Whether it is detention without charge, law officers being able to store telephone call details, text messages, email content and web browsing habits, or the ability of the police to take DNA off a subject even if they haven’t been charged. All of these new laws have been brought in, ostensibly to aid the fight against crime and terrorism, but as we have already witnessed, neither the police nor the government are shy of using anti-terror laws in completely inappropriate circumstances. As each new piece of legislation has been passed, so we have had to wave a fond farewell to some of the fundamental rights that we have lost in the process. Rights that we have enjoyed for hundreds of years. Yet crime is not falling and terrorism remains the same threat as it was before.

The government has become the ‘bitch’ of the police service, giving them have whatever they want, whether it be detention without charge, 30,000 taser guns or the ability to monitor telephone calls on the say so of a senior officer rather than a judge. Opposition parties, by contrast, have acted like the governments lapdogs, providing a less than spirited defence of the rights of the individual. In an effort to preen themselves in front of the TV cameras, or gain a few column inches from a compliant newspaper, members of parliament have forgotten that they are responsible for upholding the rights and liberties of the citizens of this country. They have failed miserably….look at how many departments that have been labeled “not fit for purpose”, now consider how this label could be identified with most of the government and a large number of other MP’s!

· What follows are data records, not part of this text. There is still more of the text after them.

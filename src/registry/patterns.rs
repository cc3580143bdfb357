//! Built-in pattern listing

use crate::models::PatternMeta;

/// The patterns overview, in display order
pub fn builtin_patterns() -> Vec<PatternMeta> {
    vec![
        PatternMeta::new(
            "Form Pattern",
            "form",
            "Complete form with validation, error summary, and success states.",
        ),
        PatternMeta::new(
            "Search Results",
            "search-results",
            "Search bar, filters, result cards, and pagination.",
        ),
        PatternMeta::new(
            "Authentication",
            "authentication",
            "Sign-in, forgot password, and create account flows.",
        ),
        PatternMeta::new(
            "Status Tracker",
            "status-tracker",
            "Step indicator, status cards, and timeline.",
        ),
        PatternMeta::new(
            "Data Dashboard",
            "data-dashboard",
            "Stat cards, data table, and filter controls.",
        ),
        PatternMeta::new(
            "Contact Information",
            "contact-info",
            "Address card, map placeholder, and office hours.",
        ),
        PatternMeta::new(
            "News Feed",
            "news-feed",
            "Card grid with filters and featured article hero.",
        ),
    ]
}

#[cfg(test)]
mod tests {
    use super::*;

    #[test]
    fn test_patterns_are_coming_soon() {
        let patterns = builtin_patterns();
        assert_eq!(patterns.len(), 7);
        assert!(patterns.iter().all(|p| !p.available));
    }
}
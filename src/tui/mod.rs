//! Terminal User Interface module
//!
//! A ratatui front end with two views: the component catalogue browser and
//! the benefit application wizard.

pub mod app;
pub mod event;
pub mod handler;
pub mod layout;
pub mod terminal;
pub mod views;

pub use app::App;
pub use terminal::run_tui;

As a consequence of this governments preoccupation with gaining more and more state control, we as a people have become all the poorer. Not in economic terms (that was for different reasons), but in terms of freedom. Our right to privacy has gone forever, because this government has allowed nearly every aspect of our lives to be monitored and/or recorded and then allowed upwards of 800 agencies, both public and private, access to that information. It is an outrage. Worst of all, every MP that failed to speak up for the people of this country on this issue have been complicit in our demise, further, every newspaper editor that has failed to raise these issues for fear of losing scoops from a minister have failed their readership.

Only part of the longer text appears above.